Dayan first saw significant action during the Arab revolt of 1936-39, serving with Yitzhak Sadeh's guerrilla units. The Jewish settlers sporadically cooperated with the British during the revolt and Dayan trained under the British general Orde Wingate during this period. However, Dayan's continued activity in the independence movement provoked his arrest at the outbreak of World War II. He was imprisoned at Acre in October 1939 and not released until February 16, 1941.
The exigencies of war in the Middle East again brought cooperation between the Haganah and the British. As a result, Dayan became a scout working before the British invasion of Vichy French held Syria and Lebanon during June 1941. In combat on the 8th of June, he lost his left eye and from that point on wore a trademark black eye patch.
Dayan served on the Haganah general staff prior to the United Nations partition of Palestine in November 1947. In the Israeli War of Independence that followed, he fought against the Syrians in Galilee, successfully defending the Deganya settlements during May 19-21 in 1948. Drawing on his Haganah training, as well as his experience with Wingate, he next raised the Eighty-Ninth Commando Battalion (a highly mobile mechanized strike force) which he led on a series of lightning raids against Arab-held positions at Lod and Ramallah between July 9 and July 19.
Following these successes, he was put in charge of the Jerusalem sector (1948-49) and was instrumental in early settlement negotiations with King Abdullah of Jordan in 1949.
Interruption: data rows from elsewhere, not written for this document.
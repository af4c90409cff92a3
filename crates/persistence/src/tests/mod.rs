// Copyright (C) 2026 Fred Clausen
// Use of this source code is governed by an MIT-style
// license that can be found in the LICENSE file or at
// https://opensource.org/licenses/MIT.

#![allow(clippy::expect_used, clippy::unwrap_used)]

mod initialization_tests;

use crate::SqlitePersistence;
use tender_bid::{NewTender, new_tender};
use tender_bid_domain::{
    AuthorType, Bid, BidStatus, OrganizationType, Tender, TenderFields,
};

pub const NOW: &str = "2026-03-01T09:00:00Z";

/// Ids of the rows created by [`seed`].
pub struct Fixture {
    pub organization_id: String,
    pub responsible_id: String,
    pub outsider_id: String,
}

/// One organization, one responsible employee and one unrelated employee.
pub fn seed(persistence: &mut SqlitePersistence) -> Fixture {
    let organization_id: String = persistence
        .create_organization("Acme", "Roads and bridges", OrganizationType::LimitedLiabilityCompany)
        .unwrap();
    let responsible_id: String = persistence
        .create_employee("alice", Some("Alice"), Some("Smith"))
        .unwrap();
    let outsider_id: String = persistence.create_employee("bob", None, None).unwrap();
    persistence
        .add_organization_responsible(&organization_id, &responsible_id)
        .unwrap();

    Fixture {
        organization_id,
        responsible_id,
        outsider_id,
    }
}

pub fn create_test_tender(
    persistence: &mut SqlitePersistence,
    fixture: &Fixture,
    id: &str,
    name: &str,
    service_type: &str,
) -> Tender {
    let tender: Tender = new_tender(
        NewTender {
            id: id.to_string(),
            fields: TenderFields::new(name, "Description", service_type),
            organization_id: fixture.organization_id.clone(),
            creator_id: fixture.responsible_id.clone(),
        },
        NOW,
    )
    .unwrap();
    persistence.insert_tender(&tender).unwrap();
    tender
}

pub fn create_test_bid(
    persistence: &mut SqlitePersistence,
    id: &str,
    name: &str,
    tender_id: &str,
    author_id: &str,
) -> Bid {
    let bid: Bid = Bid {
        id: id.to_string(),
        name: name.to_string(),
        description: String::from("Proposal"),
        status: BidStatus::Created,
        tender_id: tender_id.to_string(),
        author_type: AuthorType::User,
        author_id: author_id.to_string(),
        version: 1,
        created_at: NOW.to_string(),
    };
    persistence.insert_bid(&bid).unwrap();
    bid
}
After Israeli independence had been established, Dayan went to England in 1953 for a study at the Camberley Staff College (1953), returning to Israel later that year as chief of staff of Israeli Defense Forces (the Israeli army). When the Sinai War erupted in 1956, Dayan took general charge of planning and directing the Israeli campaign (29th of October until the 5th of November in 1956). Two years after the successful conclusion of the war, he resigned his commission to enter civil politics, gaining election to the Knesset (Israeli parliament). In 1959, he started serving as Minister of Agriculture (1959-64).
In 1964, he broke with his party to join David Ben-Gurion in founding the Rafi (Labor List) party and once again won the election to the Knesset.
In June 1967, Dayan was appointed defense minister under prime minister Levi Eshkol. As defense minister, he directed operations during the Arab-Israeli "Six-Day War" of 1967 from which the Israelis emerged, having won a decisive victory. Dayan stepped down from the Defense Ministry after Yitzhak Rabin succeeded Golda Meir as prime minister in May 1974, but returned to the government in 1977, serving as foreign minister in the government of Menachem Begin through 1979.
He helped to create the Camp David peace settlement U.S. president Jimmy Carter mediated between Israel and Egypt. Growing differences over policy toward the Palestinian Arabs (with Menachem Begin), prompted Dayan's resignation as foreign minister in 1979 (two years prior to his death).
Dayan was a complex character; his opinions were never strictly black and white. He had few close friends; his mental brilliance and charismatic manner were combined with cynicism and lack of restraint. He died in Tel Aviv from a massive heart attack. He had been in ill-health since 1980 after he was diagnosed with colon cancer late that year. He is buried in Nahalal in the moshav (a collective village) where he was raised.
General Moshe Dayan - Quick Facts
- Israel Defense Forces
- British Army
- Commander-in-Chief (Isreal)
- Haganah (Paramilitary Organization)
- Northern Command - Patzan (Israel)
- Southern Command - Padam (Israel)
- Arab revolt in Palestine (1936-1939)
- WWII (1939-1945)
- Palestine War (1947-1949)
- Israeli War of Independence (1948-49)
- Suez-Sinai War (1956)
- Six-Day War (1967)
- War of Attrition (1968-70)
- Yom Kippur War - October War (1973)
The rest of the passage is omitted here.